Image of the Month – April 2019. Magnetic resonance angiography using feraheme (ferumoxytol)

Magnetic resonance angiography using feraheme (ferumoxytol)

Marwa Daghem, Michelle C Williams

Centre for Cardiovascular Science, University of Edinburgh, UK. 

 

Case

A 66 year old male with a background of hypertension and ankylosing spondylitis was admitted to the local cardiac centre with acute chest pain and a raised troponin. Electrocardiogram confirmed sinus rhythm with lateral T waves change (V4 – V6, I and aVL). He was treated for an acute coronary syndrome and subsequently had an inpatient invasive coronary angiogram (ICA). ICA confirmed the presence of three-vessel coronary artery disease with an occluded right coronary artery, moderate disease in the circumflex artery, and a diffusely diseased LAD with a moderate proximal lesion and a tight stenosis in the mid-vessel. A surgical revascularisation strategy is planned.

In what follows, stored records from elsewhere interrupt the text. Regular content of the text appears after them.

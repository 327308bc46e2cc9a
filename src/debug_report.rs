use short_order::InterpretResultVerbose;
use short_order::world::{ItemInstance, World};

mod ansi {
    pub const RESET: &str = "\x1b[0m";
    pub const DIM: &str = "\x1b[2m";
    pub const BOLD: &str = "\x1b[1m";

    pub const GREEN: &str = "\x1b[32m";
    pub const YELLOW: &str = "\x1b[33m";
    pub const BLUE: &str = "\x1b[34m";
    pub const CYAN: &str = "\x1b[36m";
    pub const GRAY: &str = "\x1b[90m";

    pub struct Palette {
        enabled: bool,
    }

    impl Palette {
        pub fn new(enabled: bool) -> Self {
            Self { enabled }
        }

        pub fn paint(&self, s: impl AsRef<str>, color: &str) -> String {
            if self.enabled { format!("{}{}{}", color, s.as_ref(), RESET) } else { s.as_ref().to_string() }
        }

        pub fn bold(&self, s: impl AsRef<str>) -> String {
            if self.enabled { format!("{}{}{}", BOLD, s.as_ref(), RESET) } else { s.as_ref().to_string() }
        }

        pub fn dim(&self, s: impl AsRef<str>) -> String {
            if self.enabled { format!("{}{}{}", DIM, s.as_ref(), RESET) } else { s.as_ref().to_string() }
        }
    }
}

pub fn print_run(world: &World, run: &InterpretResultVerbose, verbose: bool, color: bool) {
    let palette = ansi::Palette::new(color);
    let result = &run.result;
    println!("\n{}", palette.bold(palette.paint(format!("> \"{}\"", result.text), ansi::CYAN)));

    if verbose {
        println!("\n{}", palette.paint("━━━ Candidates ━━━", ansi::GRAY));
        print_candidates(run, &palette);
    }

    println!("\n{}", palette.paint("━━━ Cart ━━━", ansi::GRAY));
    if !result.understood {
        println!("  {}", palette.paint("not understood, cart unchanged", ansi::YELLOW));
    }
    if result.state.cart.is_empty() {
        println!("  {}", palette.dim("(empty)"));
    }
    for item in &result.state.cart.items {
        print_item(world, item, &palette);
    }

    if verbose {
        let details = &run.details;
        println!("\n{}", palette.paint("━━━ Timing ━━━", ansi::GRAY));
        println!(
            "  Total: {}  │  Tokenize: {}  │  Interpret: {}  │  Edges: {}",
            palette.paint(format!("{:?}", details.total), ansi::GREEN),
            palette.paint(format!("{:?}", details.tokenize), ansi::CYAN),
            palette.dim(format!("{:?}", details.interpret)),
            palette.dim(details.edges.to_string()),
        );
    }
}

fn print_candidates(run: &InterpretResultVerbose, palette: &ansi::Palette) {
    if run.details.candidates.is_empty() {
        println!("{}", palette.dim("  No tokenizations"));
        return;
    }
    for (idx, candidate) in run.details.candidates.iter().enumerate() {
        let marker = if candidate.winner { palette.paint("✓", ansi::GREEN) } else { palette.dim("·") };
        println!(
            "  {} {} {}",
            marker,
            palette.paint(format!("[{}]", idx), ansi::GRAY),
            palette.bold(&candidate.grouped),
        );
        println!(
            "      {} {}  {} {}  {} {}",
            palette.dim("score:"),
            palette.paint(candidate.score.to_string(), ansi::YELLOW),
            palette.dim("missed:"),
            palette.paint(candidate.missed.to_string(), ansi::YELLOW),
            palette.dim("tokens:"),
            palette.paint(candidate.token_count.to_string(), ansi::YELLOW),
        );
        if !candidate.rules.is_empty() {
            println!("      {} {}", palette.dim("rules:"), palette.paint(candidate.rules.join(", "), ansi::BLUE));
        }
    }
}

fn print_item(world: &World, item: &ItemInstance, palette: &ansi::Palette) {
    let uid = palette.paint(format!("#{}", item.uid), ansi::GRAY);
    println!("  {uid} {}", palette.paint(world.describe(item), ansi::GREEN));
}
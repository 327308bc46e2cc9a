//! Read position over a token slice, with a checkpoint stack for backtracking.
//!
//! Grammar alternatives nest strictly, so every `restore`/`commit` pops the
//! most recent `mark`:
//!
//! ```text
//! mark()            push position
//!   take() ...      advance
//! restore()         pop, rewind    (alternative failed)
//! commit()          pop, keep      (alternative matched)
//! ```
//!
//! Over-reading and popping an empty checkpoint stack are programmer errors
//! and panic.

#[derive(Debug, Clone)]
pub(crate) struct Cursor<'t, T> {
    items: &'t [T],
    position: usize,
    checkpoints: Vec<usize>,
}

impl<'t, T> Cursor<'t, T> {
    pub fn new(items: &'t [T]) -> Self {
        Cursor { items, position: 0, checkpoints: Vec::new() }
    }

    pub fn peek(&self) -> Option<&'t T> {
        self.items.get(self.position)
    }

    /// Item `offset` places ahead of the current one.
    pub fn peek_at(&self, offset: usize) -> Option<&'t T> {
        self.items.get(self.position + offset)
    }

    pub fn take(&mut self) -> &'t T {
        let item = self
            .items
            .get(self.position)
            .unwrap_or_else(|| panic!("cursor read past end of input ({} items)", self.items.len()));
        self.position += 1;
        item
    }

    pub fn discard(&mut self) {
        self.take();
    }

    pub fn at_eos(&self) -> bool {
        self.position >= self.items.len()
    }

    pub fn items_used(&self) -> usize {
        self.position
    }

    pub fn remaining(&self) -> &'t [T] {
        &self.items[self.position.min(self.items.len())..]
    }

    pub fn mark(&mut self) {
        self.checkpoints.push(self.position);
    }

    pub fn restore(&mut self) {
        self.position = self.pop_checkpoint();
    }

    pub fn commit(&mut self) {
        self.pop_checkpoint();
    }

    fn pop_checkpoint(&mut self) -> usize {
        self.checkpoints.pop().unwrap_or_else(|| panic!("cursor restore without a matching mark"))
    }
}

#[cfg(test)]
mod tests {
    use super::*;

    #[test]
    fn nested_marks_restore_in_lifo_order() {
        let items = [1, 2, 3, 4];
        let mut cursor = Cursor::new(&items);
        cursor.mark();
        assert_eq!(*cursor.take(), 1);
        cursor.mark();
        cursor.discard();
        cursor.discard();
        assert_eq!(cursor.peek(), Some(&4));
        cursor.restore();
        assert_eq!(cursor.items_used(), 1);
        cursor.restore();
        assert_eq!(cursor.items_used(), 0);
        assert_eq!(cursor.peek_at(3), Some(&4));
        assert_eq!(cursor.peek_at(4), None);
    }

    #[test]
    fn commit_keeps_progress() {
        let items = ["a", "b"];
        let mut cursor = Cursor::new(&items);
        cursor.mark();
        cursor.take();
        cursor.commit();
        assert_eq!(cursor.remaining(), &["b"]);
        cursor.take();
        assert!(cursor.at_eos());
    }

    #[test]
    #[should_panic(expected = "without a matching mark")]
    fn restore_without_mark_panics() {
        let items = [0u8];
        Cursor::new(&items).restore();
    }

    #[test]
    #[should_panic(expected = "past end")]
    fn take_past_end_panics() {
        let items: [u8; 0] = [];
        Cursor::new(&items).take();
    }
}
//! A small ice-cream and coffee menu used by the CLI and the tests.

use super::attributes::{Attribute, Dimension};
use super::catalog::GenericItem;
use super::cookbook::RecipeOption;
use super::lexer::AliasLexer;
use super::World;
use crate::{Aid, DataError, Did, Mid, Pid, Rid, Token, UnitId};

pub const SIZE: Did = 1;
pub const FLAVOR: Did = 2;
pub const CAFFEINE: Did = 3;
pub const MILK_TYPE: Did = 4;

pub const SMALL: Aid = 1;
pub const MEDIUM: Aid = 2;
pub const LARGE: Aid = 3;
pub const VANILLA: Aid = 10;
pub const CHOCOLATE: Aid = 11;
pub const STRAWBERRY: Aid = 12;
pub const REGULAR: Aid = 20;
pub const DECAF: Aid = 21;
pub const WHOLE: Aid = 30;
pub const SKIM: Aid = 31;
pub const OAT: Aid = 32;

pub const CONE_MATRIX: Mid = 1;
pub const DRINK_MATRIX: Mid = 2;
pub const MILK_MATRIX: Mid = 3;
pub const PLAIN_MATRIX: Mid = 4;

pub const CONE: Pid = 9000;
pub const COFFEE: Pid = 9100;
pub const LATTE: Pid = 9200;

pub const MILK: Pid = 5000;
pub const HALF_AND_HALF: Pid = 5010;
pub const SPRINKLES: Pid = 5100;
pub const WHIPPED_CREAM: Pid = 5200;
pub const VANILLA_SYRUP: Pid = 5300;
pub const CARAMEL_SYRUP: Pid = 5301;
pub const ESPRESSO_SHOT: Pid = 5500;

pub const PUMP: UnitId = 1;
pub const SPLASH: UnitId = 2;

pub const THE_WORKS: Rid = 1;

/// The demo menu and a lexer over it.
pub fn coffee_shop() -> Result<(World, AliasLexer), DataError> {
    let world = menu()?;
    let mut lexer = AliasLexer::new(&world);
    lexer.add_unit(PUMP, "pump");
    lexer.add_unit(SPLASH, "splash");
    lexer.add_alias("vanilla", Token::Option { id: VANILLA_SYRUP, name: "vanilla syrup".to_string() });
    lexer.add_alias("caramel", Token::Option { id: CARAMEL_SYRUP, name: "caramel syrup".to_string() });
    lexer.add_alias("shot", Token::Option { id: ESPRESSO_SHOT, name: "espresso shot".to_string() });
    lexer.add_alias("shots", Token::Option { id: ESPRESSO_SHOT, name: "espresso shot".to_string() });
    lexer.add_alias("ice cream cone", Token::Entity { pid: CONE, name: "cone".to_string() });
    Ok((world, lexer))
}

pub fn menu() -> Result<World, DataError> {
    let mut world = World::new();

    let attributes = &mut world.attributes;
    attributes.add_dimension(Dimension::new(
        SIZE,
        "size",
        vec![Attribute::new(SMALL, "small"), Attribute::default(MEDIUM, "medium"), Attribute::new(LARGE, "large")],
    )?)?;
    attributes.add_dimension(Dimension::new(
        FLAVOR,
        "flavor",
        vec![
            Attribute::default(VANILLA, "vanilla"),
            Attribute::new(CHOCOLATE, "chocolate"),
            Attribute::new(STRAWBERRY, "strawberry"),
        ],
    )?)?;
    attributes.add_dimension(Dimension::new(
        CAFFEINE,
        "caffeine",
        vec![Attribute::default(REGULAR, "regular"), Attribute::new(DECAF, "decaf")],
    )?)?;
    attributes.add_dimension(Dimension::new(
        MILK_TYPE,
        "milk type",
        vec![Attribute::default(WHOLE, "whole"), Attribute::new(SKIM, "skim"), Attribute::new(OAT, "oat")],
    )?)?;
    attributes.add_matrix(CONE_MATRIX, &[SIZE, FLAVOR])?;
    attributes.add_matrix(DRINK_MATRIX, &[SIZE, CAFFEINE])?;
    attributes.add_matrix(MILK_MATRIX, &[MILK_TYPE])?;
    attributes.add_matrix(PLAIN_MATRIX, &[])?;

    let generics = [
        GenericItem::product(CONE, "cone", CONE_MATRIX),
        GenericItem::product(COFFEE, "coffee", DRINK_MATRIX),
        GenericItem::product(LATTE, "latte", DRINK_MATRIX).with_defaults(&[MILK]),
        GenericItem::option(MILK, "milk", MILK_MATRIX),
        GenericItem::option(HALF_AND_HALF, "half and half", PLAIN_MATRIX),
        GenericItem::option(SPRINKLES, "sprinkles", PLAIN_MATRIX),
        GenericItem::option(WHIPPED_CREAM, "whipped cream", PLAIN_MATRIX),
        GenericItem::option(VANILLA_SYRUP, "vanilla syrup", PLAIN_MATRIX),
        GenericItem::option(CARAMEL_SYRUP, "caramel syrup", PLAIN_MATRIX),
        GenericItem::option(ESPRESSO_SHOT, "espresso shot", PLAIN_MATRIX),
    ];
    for generic in generics {
        world.catalog.add_generic(generic, &world.attributes)?;
    }

    // Not sold.
    let small_strawberry = world.key_for(CONE, &[SMALL, STRAWBERRY]).ok_or(DataError::UnknownMatrix(CONE_MATRIX))?;
    world.catalog.exclude_key(&small_strawberry);

    world.rules.allow_children(&CONE.to_string(), &[SPRINKLES, WHIPPED_CREAM, CARAMEL_SYRUP])?;
    for drink in [COFFEE, LATTE] {
        let drink = drink.to_string();
        world.rules.allow_children(
            &drink,
            &[MILK, HALF_AND_HALF, VANILLA_SYRUP, CARAMEL_SYRUP, ESPRESSO_SHOT, WHIPPED_CREAM],
        )?;
        world.rules.add_exclusion_set(&drink, &[MILK, HALF_AND_HALF])?;
    }

    world.cookbook.add_option_recipe(
        THE_WORKS,
        "the works",
        &CONE.to_string(),
        vec![RecipeOption::new(SPRINKLES), RecipeOption::new(WHIPPED_CREAM), RecipeOption::new(CARAMEL_SYRUP)],
    )?;

    Ok(world)
}

/// Key for a demo product with the given attributes; panics on an unknown pid.
#[cfg(test)]
pub(crate) fn key(pid: Pid, attributes: &[Aid]) -> super::attributes::Key {
    menu().ok().and_then(|w| w.key_for(pid, attributes)).unwrap_or_else(|| panic!("no key for {pid}"))
}
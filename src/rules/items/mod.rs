//! Item parts sub-grammar and item builders.
//!
//! Every builder reads the words around its anchor (an entity, an option, or
//! an existing cart item) with the same [`PartsGrammar`]:
//!
//! ```text
//! left run:   [CONJUNCTION]? [NUMBER | QUANTITY]?  remaining...
//! right run:  remaining...
//!
//! remaining, first match wins at each position:
//!   CONJUNCTION                               skip
//!   OPTION_RECIPE                             expand recipe
//!   NUMBER? UNIT? ATTRIBUTE OPTION            attribute configures the option
//!   NUMBER? UNIT? OPTION                      option, quantity defaults to 1
//!   ATTRIBUTE                                 configures the anchor, one per dimension
//!   anything else                             discarded
//! ```
//!
//! A leading NUMBER is not read as the quantity when a UNIT or an OPTION
//! comes right after it: that number measures an option ("2 pumps vanilla syrup",
//! "two shots"), not the item. A bare number ("make it two") is the item's.
//!
//! A builder's score is 1 for its anchor plus every token the grammar put to
//! use; tokens of options the menu rules reject are taken back off.

#[path = "entity.rs"]
mod entity;
#[path = "modification.rs"]
mod modification;
#[path = "option_target.rs"]
mod option_target;
#[path = "parts.rs"]
mod parts;
#[path = "replacement.rs"]
mod replacement;
#[path = "target.rs"]
mod target;


pub(crate) use entity::build_entity;
pub(crate) use modification::build_modification;
pub(crate) use option_target::{OptionTarget, build_option_target};
pub(crate) use replacement::build_replacement;
pub(crate) use target::{Target, build_target};

use crate::engine::Grammar;
use crate::world::{ItemInstance, Key, Matrix, World};
use crate::{Aid, Did, Pid, Rid, Spanned, Token, TokenType};

/// An option read from the words, not yet checked against the menu rules.
#[derive(Debug, Clone, PartialEq, Eq)]
pub(crate) struct OptionPart {
    pub pid: Pid,
    pub attributes: Vec<Aid>,
    pub quantity: u32,
    /// Tokens spent on this option.
    pub tokens: usize,
}

#[derive(Debug, Clone, PartialEq, Eq)]
pub(crate) enum Part {
    Option(OptionPart),
    Recipe { rid: Rid, tokens: usize },
}

/// What the parts grammar has read so far around one anchor.
#[derive(Debug, Clone)]
pub(crate) struct PartsContext<'a> {
    pub world: &'a World,
    /// Matrix of the anchor; `None` when there is no anchor item.
    pub matrix: Option<&'a Matrix>,
    pub quantity: Option<u32>,
    pub attributes: Vec<Aid>,
    pub dimensions: Vec<Did>,
    pub parts: Vec<Part>,
    /// Tokens put to use.
    pub used: usize,
}

impl<'a> PartsContext<'a> {
    pub fn new(world: &'a World, matrix: Option<&'a Matrix>) -> Self {
        PartsContext {
            world,
            matrix,
            quantity: None,
            attributes: Vec::new(),
            dimensions: Vec::new(),
            parts: Vec::new(),
            used: 0,
        }
    }

    /// Context for reading the words around generic `pid`.
    pub fn anchored(world: &'a World, pid: Pid) -> Self {
        PartsContext::new(world, world.matrix_for(pid))
    }

    pub fn options(&self) -> impl Iterator<Item = &OptionPart> {
        self.parts.iter().filter_map(|part| match part {
            Part::Option(option) => Some(option),
            Part::Recipe { .. } => None,
        })
    }
}

pub(crate) struct PartsGrammar<'a> {
    remaining: Grammar<PartsContext<'a>>,
}

impl<'a> PartsGrammar<'a> {
    pub fn new() -> Self {
        PartsGrammar { remaining: Grammar::new("parts", parts::rules()) }
    }

    /// Read the run left of the anchor, then the run right of it.
    pub fn run(&self, context: PartsContext<'a>, left: &[Spanned], right: &[Spanned]) -> PartsContext<'a> {
        let context = self.process_left(context, left);
        self.process_remaining(context, right)
    }

    pub fn process_left(&self, context: PartsContext<'a>, tokens: &[Spanned]) -> PartsContext<'a> {
        let mut context = context;
        let mut rest = tokens;
        if rest.first().is_some_and(|s| s.token == Token::Conjunction) {
            context.used += 1;
            rest = &rest[1..];
        }
        if !measures_an_option(rest) {
            if let Some(value) = rest.first().and_then(|s| quantity_value(&s.token)) {
                context.quantity = Some(value);
                context.used += 1;
                rest = &rest[1..];
            }
        }
        self.process_remaining(context, rest)
    }

    pub fn process_remaining(&self, context: PartsContext<'a>, tokens: &[Spanned]) -> PartsContext<'a> {
        self.remaining.process(context, tokens)
    }
}

fn quantity_value(token: &Token) -> Option<u32> {
    match token {
        Token::Number { value } | Token::Quantity { value } => Some(*value),
        _ => None,
    }
}

fn measures_an_option(tokens: &[Spanned]) -> bool {
    match tokens {
        [first, next, ..] => {
            first.token.token_type() == TokenType::Number
                && matches!(next.token.token_type(), TokenType::Unit | TokenType::Option)
        }
        _ => false,
    }
}

/// Add the options read by a builder to `children` of the item keyed
/// `parent`. Returns the merged children and the number of tokens spent on
/// options the menu rules rejected.
///
/// A new option with the same key as a child adds to its quantity; one in
/// conflict with a child (same generic or same exclusion set) replaces it;
/// anything else is appended. New options are also checked against each
/// other: the second member of an exclusion set is rejected.
pub(crate) fn merge_options(
    world: &World,
    parent: &Key,
    children: Vec<ItemInstance>,
    parts: &[Part],
) -> (Vec<ItemInstance>, usize) {
    let mut children = children;
    let mut rejected = 0;
    let mut admit = world.rules.mutual_exclusion_predicate(parent);

    for part in parts {
        let (candidates, tokens) = match part {
            Part::Option(option) => {
                let key = world.key_for(option.pid, &option.attributes).filter(|k| world.catalog.has_key(k));
                let items: Vec<ItemInstance> = key.map(|k| ItemInstance::new(k, option.quantity)).into_iter().collect();
                (items, option.tokens)
            }
            Part::Recipe { rid, tokens } => {
                let items = world
                    .cookbook
                    .find_option_recipe(*rid, parent)
                    .map(|recipe| world.create_items_from_option_recipe(recipe))
                    .unwrap_or_default();
                (items, *tokens)
            }
        };

        let mut accepted = false;
        for item in candidates {
            if !world.rules.is_valid_child(parent, &item.key) || !admit(&item.key) {
                continue;
            }
            accepted = true;
            if let Some(same) = children.iter_mut().find(|c| c.key == item.key) {
                same.quantity += item.quantity;
            } else if let Some(rival) = children.iter_mut().find(|c| world.rules.conflicts(parent, &c.key, &item.key)) {
                *rival = item;
            } else {
                children.push(item);
            }
        }
        if !accepted {
            tracing::debug!(parent = %parent, ?part, "option rejected");
            rejected += tokens;
        }
    }
    (children, rejected)
}

/// Number of lexical tokens in a run.
pub(crate) fn token_count(tokens: &[Spanned]) -> usize {
    tokens.iter().map(Spanned::token_count).sum()
}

He agreed to participate in a research study and underwent magnetic resonance angiography using ultrasmall superparamagnetic particles of iron oxide (USPIO). Using a 3 Tesla scanner magnetic resonance coronary angiography (MRCA) was performed using 4 mg/kg ferumoxytol.

Image of the Month - April 2019. Magnetic resonance angiography using ferahaem. Figure 1

Figure 1 shows images of the left anterior descending coronary artery from computed tomography, USPIO MRCA and invasive coronary angiography. Mild non obstructive mixed plaque is seen in the proximal vessel (grey arrow). In the mid vessel there is a non-calcified plaque showing a severe stenosis (white arrow).

Image of the Month - April 2019. Magnetic resonance angiography using ferahaem.. Figure 2

Figure 2 shows images of the right coronary artery from USPIO MRCA and invasive coronary angiograph. The right coronary artery is occluded (grey arrow). 

Image of the Month - April 2019. Magnetic resonance angiography using ferahaem. Figure 3.

Figure 3 shows (A) short axis, (B) three chamber, (C) four chamber views of the heart showing left ventricle (LV), right ventricle (RV), right atrium (RA), left atrium (LA), left atrial appendage (LAA), pulmonary artery (PA), aorta (Ao), aortic valve (AV), pulmonary valve (PV), mitral valve (MV), and tricuspid valve (TV).

 

Discussion

USPIO MRCA offers an alternative to gadolinium-based MRCA. This may be useful for patients in whom gadolinium is contraindicated, such as patients with renal impairment. USPIO MRCA provides excellent identification of the presence and location of coronary arteries, down to the distal vessels and small diagonal branches. Stenosis severity can also be assessed, but with reduced accuracy compared to computed tomography coronary angiography and invasive coronary angiography.

 

Questions

Question 1

Based on the ECG changes and the imaging findings what vessel/segment is the likely culprit?

A. Right Coronary Artery (RCA)

B. Circumflex Artery (Cx)

C. Proximal Left Anterior Descending Artery (LAD)

D. Mid Left Anterior Descending  Artery (LAD)

Answer D.

The tight mid Left Anterior Descending Artery stenosis is the lesion that is most likely to account for this acute presentation. There is retrograde filling of the RCA suggesting this is a chronic occlusion. The LCX has only moderate disease and would not account for the ECG changes. If the proximal LAD was the culprit you would also expect to see changes in the anterior pre-precordial leads.

 

Question 2

Magnetic resonance coronary angiography can be performed with which of the following?

  1. Gadolinium enhanced sequences
  2. USPIO enhanced sequences
  3. Non contrast sequences
  4. All of the above

Answer D.

MRCA can be performed with gadolinium, USPIO and non-contrast sequences, although gadolinium enhanced sequences are the most widely available.

 

Question 3

Current indications for magnetic resonance coronary angiography include

  1. Assessment of anomalous coronary arteries
  2. First investigation for acute chest pain
  3. First investigation for stable chest pain
  4. Measurement of fractional flow reserve

Answer A.

MRCA is an option for the assessment of coronary anomalies and aneurysms, particularly in younger patients.

 

Question 4

Which valves have three cusps?

  1. Aortic valve
  2. Aortic and pulmonary valve
  3. Mitral valve
  4. Aortic, pulmonary and tricuspid valve

Answer D.

 

Acknowledgements

This research was funded by the Academy of Medical Sciences.